For some people being naked is an art. For some it is torture. For some it is just something they do when changing or showering. For me though, it was a bit of everything. As I have mentioned I have experienced life on both ends of the weight spectrum and I hated my body when I was thin and I hated it when I gained weight, but it turns out what I hated was the shame and stigma I had placed on myself.
The body is beautiful. It is our vessel that we live in for this entire life, it is the very shell that houses our most precious part of our being, our Soul. It’s not always easy to take care of it, but whatever you choose to do with your body, make it a good one, because it is the only one you’ve got.

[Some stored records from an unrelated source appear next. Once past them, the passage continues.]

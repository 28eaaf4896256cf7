//! File names derived from book titles

/// Extension of generated archives
pub const EPUB_EXTENSION: &str = "epub";

/// Filesystem-safe stem for the archive of `title`.
///
/// Accented characters are transliterated to ASCII, the result is
/// lower-cased, every run of other characters becomes a single `_`, and
/// leading/trailing separators are dropped. Returns `None` when nothing
/// usable is left.
pub fn output_file_stem(title: &str) -> Option<String> {
    let stem = slug::slugify(title).replace('-', "_");
    if stem.is_empty() {
        None
    } else {
        Some(stem)
    }
}

/// `<stem>.epub` for `title`
pub fn output_file_name(title: &str) -> Option<String> {
    output_file_stem(title).map(|stem| format!("{stem}.{EPUB_EXTENSION}"))
}

/// Name the archive is attached under when mailed: spaces become `-`
pub fn attachment_file_name(title: &str) -> String {
    format!("{}.{EPUB_EXTENSION}", title.replace(' ', "-"))
}
//! Backend-agnostic tracking contract.
//!
//! A [`Tracker`] receives one report per instrumented tool invocation and
//! answers boolean flag queries used for startup gating. Delivery is best
//! effort: the report methods return nothing, and implementations log and
//! swallow their own transport failures so that an unreachable analytics
//! backend never changes what a tool caller observes.
//!
//! Running without analytics is a supported configuration. [`NoopTracker`]
//! satisfies the same contract with no side effects and reports itself as
//! disabled, so call sites never branch on whether a backend exists.

use std::{collections::BTreeMap, fmt};

use async_trait::async_trait;
use serde::{Deserialize, Serialize};
use thiserror::Error;

use crate::{JsonObject, identity::Identity};

/// Scalar value attached to an event as an extra property.
#[derive(Debug, Clone, PartialEq, Serialize, Deserialize)]
#[serde(untagged)]
pub enum PropertyValue {
    Bool(bool),
    Integer(i64),
    Number(f64),
    String(String),
}

/// Open extension slot carried by outcomes and error reports.
pub type Properties = BTreeMap<String, PropertyValue>;

impl From<bool> for PropertyValue {
    fn from(value: bool) -> Self {
        Self::Bool(value)
    }
}

impl From<i64> for PropertyValue {
    fn from(value: i64) -> Self {
        Self::Integer(value)
    }
}

impl From<u32> for PropertyValue {
    fn from(value: u32) -> Self {
        Self::Integer(i64::from(value))
    }
}

impl From<f64> for PropertyValue {
    fn from(value: f64) -> Self {
        Self::Number(value)
    }
}

impl From<String> for PropertyValue {
    fn from(value: String) -> Self {
        Self::String(value)
    }
}

impl From<&str> for PropertyValue {
    fn from(value: &str) -> Self {
        Self::String(value.to_string())
    }
}

/// Outcome of a tool invocation that completed successfully.
#[derive(Debug, Clone, PartialEq, Serialize)]
pub struct InvocationOutcome {
    pub operation_name: String,
    pub duration_ms: u64,
    pub success: bool,
    pub extra: Properties,
}

/// Kind, message and optional stack of a failed invocation's error.
#[derive(Debug, Clone, PartialEq, Eq, Serialize)]
pub struct ErrorDetail {
    pub kind: String,
    pub message: String,
    #[serde(skip_serializing_if = "Option::is_none")]
    pub stack: Option<String>,
}

impl ErrorDetail {
    pub fn new(kind: impl Into<String>, message: impl Into<String>) -> Self {
        Self {
            kind: kind.into(),
            message: message.into(),
            stack: None,
        }
    }

    #[must_use]
    pub fn with_stack(mut self, stack: impl Into<String>) -> Self {
        self.stack = Some(stack.into());
        self
    }

    /// Captures an error value without consuming it.
    ///
    /// The kind is the unqualified type name of `E`, the message its
    /// `Display` output. A multi-line `Debug` rendering (an error chain or a
    /// captured backtrace) is kept as the stack.
    pub fn capture<E>(error: &E) -> Self
    where
        E: fmt::Display + fmt::Debug + ?Sized,
    {
        let message = error.to_string();
        let debug = format!("{error:?}");
        let detail = Self::new(short_type_name::<E>(), message);
        if debug.contains('\n') {
            detail.with_stack(debug)
        } else {
            detail
        }
    }
}

fn short_type_name<T: ?Sized>() -> &'static str {
    let full = std::any::type_name::<T>();
    let base = full.split('<').next().unwrap_or(full);
    base.rsplit("::").next().unwrap_or(base)
}

/// Report emitted when a tool invocation fails.
#[derive(Debug, Clone, PartialEq, Serialize)]
pub struct ErrorReport {
    pub operation_name: String,
    pub duration_ms: u64,
    pub error: ErrorDetail,
    /// Tool arguments, already passed through the anonymization policy.
    #[serde(skip_serializing_if = "Option::is_none")]
    pub arguments: Option<JsonObject>,
    pub extra: Properties,
}

/// Failures inside a tracking backend.
///
/// Only [`Tracker::query_flag`] surfaces these; report and shutdown failures
/// are logged by the backend itself.
#[derive(Debug, Error)]
#[non_exhaustive]
pub enum TrackingError {
    #[error("transport error: {0}")]
    Transport(String),

    #[error("backend responded with {status}: {body}")]
    Status { status: u16, body: String },

    #[error("failed to decode backend response: {0}")]
    Decode(String),

    #[error("tracker has been shut down")]
    Closed,

    #[error("invalid tracker configuration: {0}")]
    Config(String),
}

/// Contract every analytics backend satisfies.
///
/// Implementations are shared behind `Arc` by every concurrent invocation,
/// so they must be `Send + Sync` and must tolerate interleaved calls.
#[async_trait]
pub trait Tracker: fmt::Debug + Send + Sync {
    /// Correlation id attached to everything this tracker emits.
    fn identity(&self) -> &Identity;

    /// Whether this tracker delivers anywhere.
    ///
    /// Returns `false` for the no-op tracker; the instrumenter and the gate
    /// use it to skip tracking work entirely.
    fn is_enabled(&self) -> bool {
        true
    }

    /// Records a successful invocation. Best effort.
    async fn report_success(&self, outcome: &InvocationOutcome);

    /// Records a failed invocation. Best effort.
    async fn report_error(&self, report: &ErrorReport);

    /// Looks up a boolean flag for this tracker's identity.
    ///
    /// # Errors
    ///
    /// Returns [`TrackingError`] when the backend cannot be reached or
    /// answers with something that is not a flag decision.
    async fn query_flag(&self, flag: &str) -> Result<bool, TrackingError>;

    /// Flushes and releases backend resources. Never fails from the caller's
    /// point of view.
    async fn shutdown(&self);
}

/// Tracker used when no analytics backend is configured.
#[derive(Debug, Clone)]
pub struct NoopTracker {
    identity: Identity,
}

impl NoopTracker {
    pub fn new() -> Self {
        Self {
            identity: Identity::generate(),
        }
    }
}

impl Default for NoopTracker {
    fn default() -> Self {
        Self::new()
    }
}

#[async_trait]
impl Tracker for NoopTracker {
    fn identity(&self) -> &Identity {
        &self.identity
    }

    fn is_enabled(&self) -> bool {
        false
    }

    async fn report_success(&self, _outcome: &InvocationOutcome) {}

    async fn report_error(&self, _report: &ErrorReport) {}

    async fn query_flag(&self, _flag: &str) -> Result<bool, TrackingError> {
        Ok(false)
    }

    async fn shutdown(&self) {}
}
//! Transports that expose a [`LocalRuntime`](crate::LocalRuntime) to remote
//! callers.
//!
//! A transport only translates: it lists what the runtime lists and forwards
//! calls, so gating and instrumentation apply the same way whichever
//! transport is used.

/// Model Context Protocol (MCP) transport implementation.
///
/// Provides `McpService`, an `rmcp` server handler that can be mounted as a
/// streamable HTTP service or served over stdio. Requires the `mcp` feature.
#[cfg(feature = "mcp")]
pub mod mcp;
//! Model Context Protocol (MCP) transport implementation.
//!
//! `McpService` implements the `rmcp::ServerHandler` trait, bridging the MCP
//! protocol with a [`LocalRuntime`]. It handles:
//!
//! - Tool discovery: only tools admitted by the capability gate are listed
//! - Call routing through the runtime, so every call is instrumented
//! - Session extraction from HTTP headers into [`CallMetadata`]
//! - Error translation: a failing tool is an MCP error *result*, an unknown
//!   tool is a protocol error

use std::{borrow::Cow, sync::Arc};

use rmcp::{
    ErrorData, RoleServer,
    handler::server::ServerHandler,
    model::{
        CallToolRequestParam, CallToolResult, Content, Extensions, ListToolsResult,
        PaginatedRequestParam, ServerCapabilities, ServerInfo, Tool,
    },
    service::RequestContext,
    transport::{
        common::http_header::HEADER_SESSION_ID,
        streamable_http_server::{
            StreamableHttpServerConfig, StreamableHttpService, session::local::LocalSessionManager,
        },
    },
};
use serde_json::Value;
use toolmetry_core::ToolDefinition;

use crate::runtime::{CallError, CallMetadata, LocalRuntime};

/// MCP server service implementation.
///
/// # Example
///
/// ```ignore
/// use toolmetry_runtime::{RuntimeBuilder, transports::mcp::McpService};
///
/// # async fn example() -> Result<(), Box<dyn std::error::Error>> {
/// let runtime = RuntimeBuilder::new().build_local().await?;
/// let http_service = McpService::from_runtime(runtime).streamable_http_service();
/// let router = axum::Router::new().nest_service("/mcp", http_service);
/// # Ok(())
/// # }
/// ```
#[derive(Clone)]
pub struct McpService {
    runtime: LocalRuntime,
    info: ServerInfo,
}

impl McpService {
    /// Create a new MCP service from an existing runtime.
    ///
    /// Uses a default [`ServerInfo`] with tools capability enabled.
    #[must_use]
    pub fn from_runtime(runtime: LocalRuntime) -> Self {
        Self::with_info(runtime, default_server_info())
    }

    /// Create a new MCP service with custom server info.
    #[must_use]
    pub fn with_info(runtime: LocalRuntime, info: ServerInfo) -> Self {
        Self { runtime, info }
    }

    #[must_use]
    pub fn runtime(&self) -> &LocalRuntime {
        &self.runtime
    }

    #[must_use]
    pub fn info(&self) -> &ServerInfo {
        &self.info
    }

    /// Creates a streamable HTTP service with default configuration.
    ///
    /// Returns an Axum-compatible service that can be mounted in a router.
    #[must_use]
    pub fn streamable_http_service(&self) -> StreamableHttpService<Self, LocalSessionManager> {
        self.streamable_http_service_with_config(StreamableHttpServerConfig::default())
    }

    /// Creates a streamable HTTP service with custom configuration.
    #[must_use]
    pub fn streamable_http_service_with_config(
        &self,
        config: StreamableHttpServerConfig,
    ) -> StreamableHttpService<Self, LocalSessionManager> {
        let service = self.clone();
        StreamableHttpService::new(move || Ok(service.clone()), Arc::default(), config)
    }
}

impl ServerHandler for McpService {
    fn get_info(&self) -> ServerInfo {
        self.info.clone()
    }

    /// Lists the tools admitted at startup.
    fn list_tools(
        &self,
        _request: Option<PaginatedRequestParam>,
        _context: RequestContext<RoleServer>,
    ) -> impl std::future::Future<Output = Result<ListToolsResult, ErrorData>> + Send + '_ {
        let tools = self
            .runtime
            .list_tools()
            .into_iter()
            .map(definition_to_mcp)
            .collect();
        async move { Ok(ListToolsResult::with_all_items(tools)) }
    }

    /// Calls a tool by name through the instrumented runtime.
    fn call_tool(
        &self,
        request: CallToolRequestParam,
        context: RequestContext<RoleServer>,
    ) -> impl std::future::Future<Output = Result<CallToolResult, ErrorData>> + Send + '_ {
        let runtime = self.runtime.clone();
        async move {
            let metadata = CallMetadata {
                request_id: context.id.to_string(),
                session_id: extract_session_id_from_extensions(&context.extensions)
                    .unwrap_or_default(),
            };

            match runtime
                .call_tool(&request.name, request.arguments, metadata)
                .await
            {
                Ok(output) => Ok(output_to_result(output)),
                Err(CallError::Tool(error)) => {
                    Ok(CallToolResult::error(vec![Content::text(error.to_string())]))
                }
                Err(CallError::NotFound(name)) => Err(ErrorData::resource_not_found(
                    format!("tool not found: {name}"),
                    None,
                )),
            }
        }
    }
}

/// Creates the default server info with tools capability enabled.
fn default_server_info() -> ServerInfo {
    ServerInfo {
        capabilities: ServerCapabilities::builder().enable_tools().build(),
        ..Default::default()
    }
}

/// Objects become structured content; any other JSON value is returned as
/// text, strings without their quotes.
fn output_to_result(output: Value) -> CallToolResult {
    match output {
        value @ Value::Object(_) => CallToolResult::structured(value),
        Value::String(text) => CallToolResult::success(vec![Content::text(text)]),
        other => CallToolResult::success(vec![Content::text(other.to_string())]),
    }
}

fn definition_to_mcp(definition: &ToolDefinition) -> Tool {
    Tool {
        name: Cow::Owned(definition.name.clone()),
        title: definition.title.clone(),
        description: non_empty_cow(&definition.description),
        input_schema: Arc::new(definition.input_schema.clone()),
        output_schema: None,
        annotations: None,
        icons: None,
    }
}

fn non_empty_cow(value: &str) -> Option<Cow<'static, str>> {
    let trimmed = value.trim();
    if trimmed.is_empty() {
        None
    } else {
        Some(Cow::Owned(trimmed.to_string()))
    }
}

/// Extracts the session ID from HTTP request extensions.
///
/// Looks for the `Mcp-Session-Id` header in the request parts stored in the
/// extensions. Absent for stdio and stateless HTTP.
fn extract_session_id_from_extensions(extensions: &Extensions) -> Option<String> {
    let parts = extensions.get::<http::request::Parts>()?;
    parts
        .headers
        .get(HEADER_SESSION_ID)
        .and_then(|value| value.to_str().ok())
        .map(ToString::to_string)
}

#[cfg(test)]
mod tests {
    use std::sync::Arc;

    use anyhow::Result;
    use rmcp::{service::ServiceExt, transport::StreamableHttpClientTransport};
    use serde_json::json;
    use tokio::sync::oneshot;
    use toolmetry_core::{
        JsonObject, ToolError, ToolGate,
        testing::{RecordedEvent, RecordingTracker},
    };

    use super::*;
    use crate::RuntimeBuilder;

    #[test]
    fn test_extract_session_id_from_extensions() {
        let request = http::Request::builder()
            .header(HEADER_SESSION_ID, "session-123")
            .body(())
            .expect("request should build");
        let (parts, _body) = request.into_parts();

        let mut extensions = Extensions::new();
        extensions.insert(parts);

        let session_id =
            extract_session_id_from_extensions(&extensions).expect("session id should exist");
        assert_eq!(session_id, "session-123");
    }

    #[test]
    fn test_extract_session_id_from_extensions_missing_header() {
        let request = http::Request::builder()
            .body(())
            .expect("request should build");
        let (parts, _body) = request.into_parts();

        let mut extensions = Extensions::new();
        extensions.insert(parts);

        assert!(extract_session_id_from_extensions(&extensions).is_none());
    }

    #[test]
    fn test_definition_to_mcp_copies_metadata() {
        let definition = ToolDefinition::new("getInventory")
            .with_title("Get inventory")
            .with_description("  Lists stock levels.  ");

        let tool = definition_to_mcp(&definition);

        assert_eq!(tool.name, "getInventory");
        assert_eq!(tool.title.as_deref(), Some("Get inventory"));
        assert_eq!(tool.description.as_deref(), Some("Lists stock levels."));
        assert_eq!(tool.input_schema.get("type"), Some(&json!("object")));
    }

    #[test]
    fn test_empty_description_is_omitted() {
        let tool = definition_to_mcp(&ToolDefinition::new("ping"));
        assert!(tool.description.is_none());
    }

    #[test]
    fn test_output_to_result() {
        let structured = output_to_result(json!({ "qty": 4 }));
        assert_eq!(structured.structured_content, Some(json!({ "qty": 4 })));

        let text = output_to_result(json!("pong"));
        assert!(text.structured_content.is_none());
        assert_eq!(text.content[0].as_text().map(|t| t.text.as_str()), Some("pong"));

        let number = output_to_result(json!(42));
        assert_eq!(number.content[0].as_text().map(|t| t.text.as_str()), Some("42"));
    }

    async fn inventory(_args: JsonObject) -> Result<Value, ToolError> {
        Ok(json!({ "items": [{ "sku": "A1", "qty": 4 }] }))
    }

    async fn product(_args: JsonObject) -> Result<Value, ToolError> {
        Err(ToolError::not_found("not found"))
    }

    async fn adjust(_args: JsonObject) -> Result<Value, ToolError> {
        Ok(json!({ "adjusted": true }))
    }

    fn json_object(value: Value) -> JsonObject {
        match value {
            Value::Object(map) => map,
            _ => JsonObject::default(),
        }
    }

    #[tokio::test]
    async fn test_mcp_end_to_end_hides_gated_tools_and_reports_calls() -> Result<()> {
        let tracker = Arc::new(RecordingTracker::new().with_flag("inventory-write-tools", false));
        let runtime = RuntimeBuilder::new()
            .with_tracker(tracker.clone())
            .with_tool(ToolDefinition::new("getInventory"), inventory)
            .with_tool(ToolDefinition::new("getProduct"), product)
            .with_tool(
                ToolDefinition::new("adjustStock")
                    .with_gate(ToolGate::flag("inventory-write-tools")),
                adjust,
            )
            .build_local()
            .await?;

        let service = McpService::from_runtime(runtime).streamable_http_service();
        let router = axum::Router::new().nest_service("/mcp", service);

        let listener = tokio::net::TcpListener::bind("127.0.0.1:0").await?;
        let addr = listener.local_addr()?;
        let (shutdown_tx, shutdown_rx) = oneshot::channel::<()>();
        let server = tokio::spawn(async move {
            let _ = axum::serve(listener, router)
                .with_graceful_shutdown(async {
                    let _ = shutdown_rx.await;
                })
                .await;
        });

        let uri = format!("http://{addr}/mcp");
        let client = ().serve(StreamableHttpClientTransport::from_uri(uri)).await?;

        let tools = client.list_all_tools().await?;
        let mut names: Vec<_> = tools.iter().map(|tool| tool.name.as_ref()).collect();
        names.sort_unstable();
        assert_eq!(names, vec!["getInventory", "getProduct"]);

        let inventory_result = client
            .call_tool(CallToolRequestParam {
                name: "getInventory".into(),
                arguments: None,
            })
            .await?;
        let structured = inventory_result
            .structured_content
            .expect("inventory should return structured content");
        assert_eq!(structured["items"][0]["sku"], "A1");

        let product_result = client
            .call_tool(CallToolRequestParam {
                name: "getProduct".into(),
                arguments: Some(json_object(json!({ "sku": "ZZ-404" }))),
            })
            .await?;
        assert_eq!(product_result.is_error, Some(true));

        let gated = client
            .call_tool(CallToolRequestParam {
                name: "adjustStock".into(),
                arguments: None,
            })
            .await;
        assert!(gated.is_err(), "gated-off tool must not be callable");

        client.cancel().await?;
        let _ = shutdown_tx.send(());
        let _ = server.await;

        let events = tracker.events();
        let names: Vec<_> = events.iter().map(RecordedEvent::operation_name).collect();
        assert_eq!(names, vec!["getInventory", "getProduct"]);
        assert!(matches!(&events[0], RecordedEvent::Success(_)));
        assert!(matches!(&events[1], RecordedEvent::Error(_)));

        Ok(())
    }
}
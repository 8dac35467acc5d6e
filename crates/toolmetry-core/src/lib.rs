//! Instrumentation and capability gating for MCP tool servers.
//!
//! Every tool a server exposes can be wrapped so that each invocation is
//! timed and reported to an analytics backend without changing what the
//! caller sees. The same backend answers boolean flags that decide, once at
//! startup, which gated tools the server exposes at all.
//!
//! # Key Components
//!
//! - **Tracking contract**: [`Tracker`], implemented by real backends and by
//!   the [`NoopTracker`] used when analytics is not configured
//! - **Instrumentation**: [`instrument`] and [`Instrumenter`] wrap an async
//!   operation and report its outcome
//! - **Anonymization**: [`anonymize_arguments`] redacts argument values
//!   before they reach an error report
//! - **Capability gate**: [`CapabilityGate`] resolves [`ToolGate`]s against
//!   remote flags with a bounded wait
//! - **Tool registry**: [`ToolRegistry`] holds the admitted tools
//! - **Configuration**: [`AnalyticsConfig`] with file and environment
//!   resolution
//!
//! # Example
//!
//! ```ignore
//! use std::sync::Arc;
//!
//! use toolmetry_core::{Instrumenter, NoopTracker};
//!
//! # async fn example() -> Result<(), std::io::Error> {
//! let instrumenter = Instrumenter::new(Arc::new(NoopTracker::new()));
//! let total = instrumenter
//!     .run("sumStock", async { Ok::<_, std::io::Error>(42) })
//!     .await?;
//! # Ok(())
//! # }
//! ```

mod anonymize;
mod config;
mod gate;
mod identity;
mod instrument;
mod registry;
mod tracking;

/// In-memory tracker for tests in this and downstream crates.
#[cfg(any(test, feature = "testing"))]
pub mod testing;

/// JSON object used for tool arguments and schemas.
pub type JsonObject = serde_json::Map<String, serde_json::Value>;

pub use anonymize::{REDACTED, anonymize_arguments};
pub use config::{AnalyticsConfig, ConfigError, DEFAULT_POSTHOG_HOST};
pub use gate::{
    CapabilityGate, DEFAULT_FLAG_TIMEOUT, FlagResolution, GateDecision, ToolGate,
    UnresolvedReason, resolve_flag,
};
pub use identity::Identity;
pub use instrument::{Instrumenter, instrument};
pub use registry::{
    InflightRequestGuard, RegisteredTool, RegistryError, ToolDefinition, ToolError, ToolFuture,
    ToolHandler, ToolRegistry, TypedHandler, typed,
};
pub use tracking::{
    ErrorDetail, ErrorReport, InvocationOutcome, NoopTracker, Properties, PropertyValue, Tracker,
    TrackingError,
};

As I have mentioned in the past I was born with Tetralogy of Fallot, a congenital heart defect, which has since been repaired, but I haven’t been too kind to my body. I can easily use depression as the catalyst for my weight gain, but I can’t hide behind it, no matter what good a reason it is. Trust me, fighting your brain is not an easy task and when you’re spiraling and you think food is your only friend, even more of difficult task, but as I get these mental side things under control, I find more and more that I want to know what it is like to feel healthy again. To not be tired all of the time, or out of breath, or hold my breath while I tie my shoe.
At some point I will get this weightloss thing down, but I won’t do diets, because to me they don’t work, but I will embrace fully a lifestyle change and do my best to stick to it. I know it won’t be easy, but it also won’t be as hard as I make it every damn time I try to lose weight. Pressure, is the worst thing you can do to yourself. Making, and sticking to, a plan is the best.
So, whatever you choose to do for your body, don’t forget to take time to sit with yourself and appreciate your body. It’s yours, it’s yours to do with as you please, and it is yours to take care of.